Fuel prices, delays at the border and increased transportation costs resulted in some $500 million in lost border trade in the two months following the launch of Operation 1027 in northern Shan State. Border trade accounts for 40% of exports and 21% of imports.
Myanmar Now, citing Commerce Ministry figures, found that exports to Thailand and China in the last 9 months of 2023 fell by $178 and $157 million, respectively.
Sector after sector have been hit hard.
In late November, the SAC stopped supplying fuel to industrial estates, calling on factory owners to negotiate their own energy purchases.
In the key garment sector, 271 of 817 factories (33%) have shut down since the coup – due to shortages of foreign exchange to pay for raw materials, high energy prices, and the loss contracts and foreign investor unease with the human rights situation. Even Chinese-owned firms are closing.
For those still employed, wages are stagnant and being eaten up by inflation, which remains high at 29%. Prices of staples, including rice, eggs, and cooking oil, have soared.
The junta refused to increase the minimum wage for workers, instead offering a 1,000-kyat (US$0.20) daily allowance. The current minimum wage was set in 2018.
The agriculture sector has been impacted by changing weather patterns and shortages of imported fertilizers and pesticides. While the cost of production has soared for farmers, in mid-September 2023, the junta imposed price ceilings on wholesale rice trade to stabilize prices for urban consumers.
U.S.-imposed sanctions on the Myanma Investment and Commercial Bank and Myanmar Foreign Trade Bank, which were responsible for most of the U.S. dollar transactions, have crippled foreign trade.
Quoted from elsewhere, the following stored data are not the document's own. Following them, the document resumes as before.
use chrono::{DateTime, Utc};
use serde::{Deserialize, Serialize};

use crate::timer::{CountdownDisplay, TimerPhase};

/// Every countdown state change produces an Event.
/// The renderer draws them; the history sink records outcomes.
#[derive(Debug, Clone, PartialEq, Serialize, Deserialize)]
#[serde(tag = "type")]
pub enum TimerEvent {
    /// Duration changed while idle.
    Configured {
        duration_ms: i64,
        display: CountdownDisplay,
    },
    TimerStarted {
        duration_ms: i64,
        at: DateTime<Utc>,
    },
    /// Display-worthy tick: the whole-second value changed.
    Tick {
        remaining_ms: i64,
        display: CountdownDisplay,
    },
    TimerPaused {
        remaining_ms: i64,
        at: DateTime<Utc>,
    },
    TimerResumed {
        remaining_ms: i64,
        at: DateTime<Utc>,
    },
    TimerCompleted {
        outcome: SessionOutcome,
        at: DateTime<Utc>,
    },
    /// Returned to idle. `outcome` is `None` when stopping an already
    /// completed countdown, whose outcome was reported on completion.
    TimerStopped {
        outcome: Option<SessionOutcome>,
        at: DateTime<Utc>,
    },
    StateSnapshot {
        phase: TimerPhase,
        duration_ms: i64,
        remaining_ms: i64,
        display: CountdownDisplay,
        at: DateTime<Utc>,
    },
}

impl TimerEvent {
    /// The outcome to hand to the history sink, if this event ends a countdown.
    pub fn outcome(&self) -> Option<&SessionOutcome> {
        match self {
            TimerEvent::TimerCompleted { outcome, .. } => Some(outcome),
            TimerEvent::TimerStopped { outcome, .. } => outcome.as_ref(),
            _ => None,
        }
    }
}

/// How a countdown ended.
#[derive(Debug, Clone, Copy, PartialEq, Serialize, Deserialize)]
pub struct SessionOutcome {
    pub elapsed_ms: i64,
    pub elapsed_minutes: f64,
    pub completed_naturally: bool,
}

impl SessionOutcome {
    pub fn completed(elapsed_ms: i64) -> Self {
        Self::new(elapsed_ms, true)
    }

    pub fn stopped_early(elapsed_ms: i64) -> Self {
        Self::new(elapsed_ms, false)
    }

    fn new(elapsed_ms: i64, completed_naturally: bool) -> Self {
        let elapsed_ms = elapsed_ms.max(0);
        Self {
            elapsed_ms,
            elapsed_minutes: elapsed_ms as f64 / 60_000.0,
            completed_naturally,
        }
    }
}

/// Convert epoch milliseconds into a UTC timestamp.
pub fn instant(epoch_ms: i64) -> DateTime<Utc> {
    DateTime::from_timestamp_millis(epoch_ms).unwrap_or_default()
}

#[cfg(test)]
mod tests {
    use super::*;

    #[test]
    fn outcome_minutes_follow_elapsed_ms() {
        let outcome = SessionOutcome::stopped_early(2_000);
        assert!((outcome.elapsed_minutes - 2.0 / 60.0).abs() < 1e-12);
        assert!(!outcome.completed_naturally);
    }

    #[test]
    fn outcome_only_on_ending_events() {
        let started = TimerEvent::TimerStarted {
            duration_ms: 5_000,
            at: instant(0),
        };
        assert!(started.outcome().is_none());

        let stopped = TimerEvent::TimerStopped {
            outcome: None,
            at: instant(0),
        };
        assert!(stopped.outcome().is_none());

        let completed = TimerEvent::TimerCompleted {
            outcome: SessionOutcome::completed(60_000),
            at: instant(60_000),
        };
        assert_eq!(completed.outcome().map(|o| o.elapsed_minutes), Some(1.0));
    }

    #[test]
    fn events_serialize_with_type_tag() {
        let event = TimerEvent::TimerPaused {
            remaining_ms: 1_000,
            at: instant(0),
        };
        let json = serde_json::to_value(&event).unwrap();
        assert_eq!(json["type"], "TimerPaused");
        assert_eq!(json["remaining_ms"], 1_000);
    }
}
Singapore’s United Overseas Bank has been quietly closing Myanmar-linked accounts, further hampering their international transactions.
In December 2023, three Myanmar nationals, including Kyaw Min Oo, the CEO of Sky Aviator, were convicted of trying to smuggle 508,925 Singapore dollars (US $382,380), which speaks both to the dire shortage of foreign exchange and the degree to which Singaporean authorities are enforcing international sanctions on the military regime.
Sanctions bite
The U.S. Treasury Department imposed sanctions on both Kyaw Min Oo and Sky Aviator, a key supplier of military aircraft parts to the junta, on November 8, 2023
In November 2023, the Central Bank of Myanmar announced that it had joined China’s Cross-Border Interbank Payment System (CIPS) system, while it continues to try to develop a non-dollar settlement system with Russia.
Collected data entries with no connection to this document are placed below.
//! # Deskclock Core Library
//!
//! This library provides the logic behind the deskclock landing page widgets:
//! the fullscreen countdown timer, the draggable physics circle and the
//! timer history log. Rendering is left to a thin adapter (browser, CLI);
//! everything here is plain state driven by injected wall-clock instants.
//!
//! ## Architecture
//!
//! - **Countdown Timer**: A wall-clock-based state machine. The caller passes
//!   `now_ms` to every operation and invokes `tick()` periodically.
//! - **Drag Physics**: Pointer-gesture velocity estimation, frame-rate
//!   independent inertia with spring-back edges, and an eased settle snap.
//! - **History**: Append-only log of finished countdowns with notes.
//! - **Storage**: SQLite key-value persistence and TOML configuration.
//!
//! ## Key Components
//!
//! - [`CountdownTimer`]: Countdown state machine
//! - [`CountdownSession`]: Wires the timer to a [`RecordSink`]
//! - [`DragPhysics`]: Inertial drag simulation
//! - [`TimerHistory`]: Timer record log
//! - [`Database`]: Persistence of timer and history state
//! - [`Config`]: Application configuration management

pub mod clock;
pub mod drag;
pub mod error;
pub mod events;
pub mod history;
pub mod session;
pub mod storage;
pub mod swiper;
pub mod timer;

pub use clock::{format_clock, ClockFormat};
pub use drag::{
    Bounds, DragConfig, DragFrame, DragPhase, DragPhysics, Layout, Rect, ReleaseTarget, Vec2,
};
pub use error::{ConfigError, CoreError, DatabaseError, HistoryError, TimerError};
pub use events::{SessionOutcome, TimerEvent};
pub use history::{DayGroup, RecordSink, TimerHistory, TimerRecord};
pub use session::CountdownSession;
pub use storage::{Config, Database};
pub use swiper::{PageSwiper, SwiperConfig};
pub use timer::{
    format_duration_minutes, CountdownDisplay, CountdownTimer, DurationDial, TimerDuration,
    TimerPhase,
};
The country’s trade deficit hit $1 billion in the first half of the 2023-24 fiscal year. The entire trade deficit for fiscal 2022-23 was $732 million, which itself was very high. Exports fell by $400 million in the last nine months of 2023.
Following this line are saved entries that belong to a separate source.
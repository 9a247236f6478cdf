use clap::{Parser, Subcommand};

mod commands;

#[derive(Parser)]
#[command(name = "deskclock-cli", version, about = "Deskclock CLI")]
struct Cli {
    #[command(subcommand)]
    command: Commands,
}

#[derive(Subcommand)]
enum Commands {
    /// Countdown timer control
    Timer {
        #[command(subcommand)]
        action: commands::timer::TimerAction,
    },
    /// Timer history
    History {
        #[command(subcommand)]
        action: commands::history::HistoryAction,
    },
    /// Configuration management
    Config {
        #[command(subcommand)]
        action: commands::config::ConfigAction,
    },
    /// Drag physics tools
    Drag {
        #[command(subcommand)]
        action: commands::drag::DragAction,
    },
    /// Print the current wall clock
    Clock(commands::clock::ClockArgs),
}

fn init_tracing() {
    // Logs go to stderr so stdout stays machine-readable.
    tracing_subscriber::fmt()
        .with_writer(std::io::stderr)
        .with_env_filter(
            tracing_subscriber::EnvFilter::try_from_env("DESKCLOCK_LOG")
                .unwrap_or_else(|_| "warn".into()),
        )
        .init();
}

fn main() {
    init_tracing();

    let cli = Cli::parse();
    let result = match cli.command {
        Commands::Timer { action } => commands::timer::run(action),
        Commands::History { action } => commands::history::run(action),
        Commands::Config { action } => commands::config::run(action),
        Commands::Drag { action } => commands::drag::run(action),
        Commands::Clock(args) => commands::clock::run(args),
    };

    if let Err(e) = result {
        eprintln!("error: {e}");
        std::process::exit(1);
    }
}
It is no surprise that businesses in 2023 operated at 56% of capacity, according to the World Bank, impacting tax revenue. The junta is moving to impose a 2% tax on the remittances sent home by the estimated 5 million overseas workers in Thailand.
In September 2023, the regime looked for scapegoats, arresting Lt. Gen Moe Myint Tun, who ranked number six in the SAC and chaired the Central Committee on Ensuring the Smooth Flow of Trade and Goods. The regime arrested his deputy and the deputy minister of commerce, the committee’s secretary.
The regime has interrogated a number of businessmen, including some people close to the junta, and arrested 16 edible oil traders in October 2023.
The SAC is desperate to find other scapegoats as the economy continues to slide and battlefield losses mount.
Time is running out for the junta, which has proven to be a self-serving and thoroughly corrupt institution, incapable of competent military and economic decision-making. In both spheres, it’s all coming crumbling down.
Zachary Abuza is a professor at the National War College in Washington and an adjunct at Georgetown University. The views expressed here are his own and do not reflect the position of the U.S. Department of Defense, the National War College, Georgetown University or Radio Free Asia.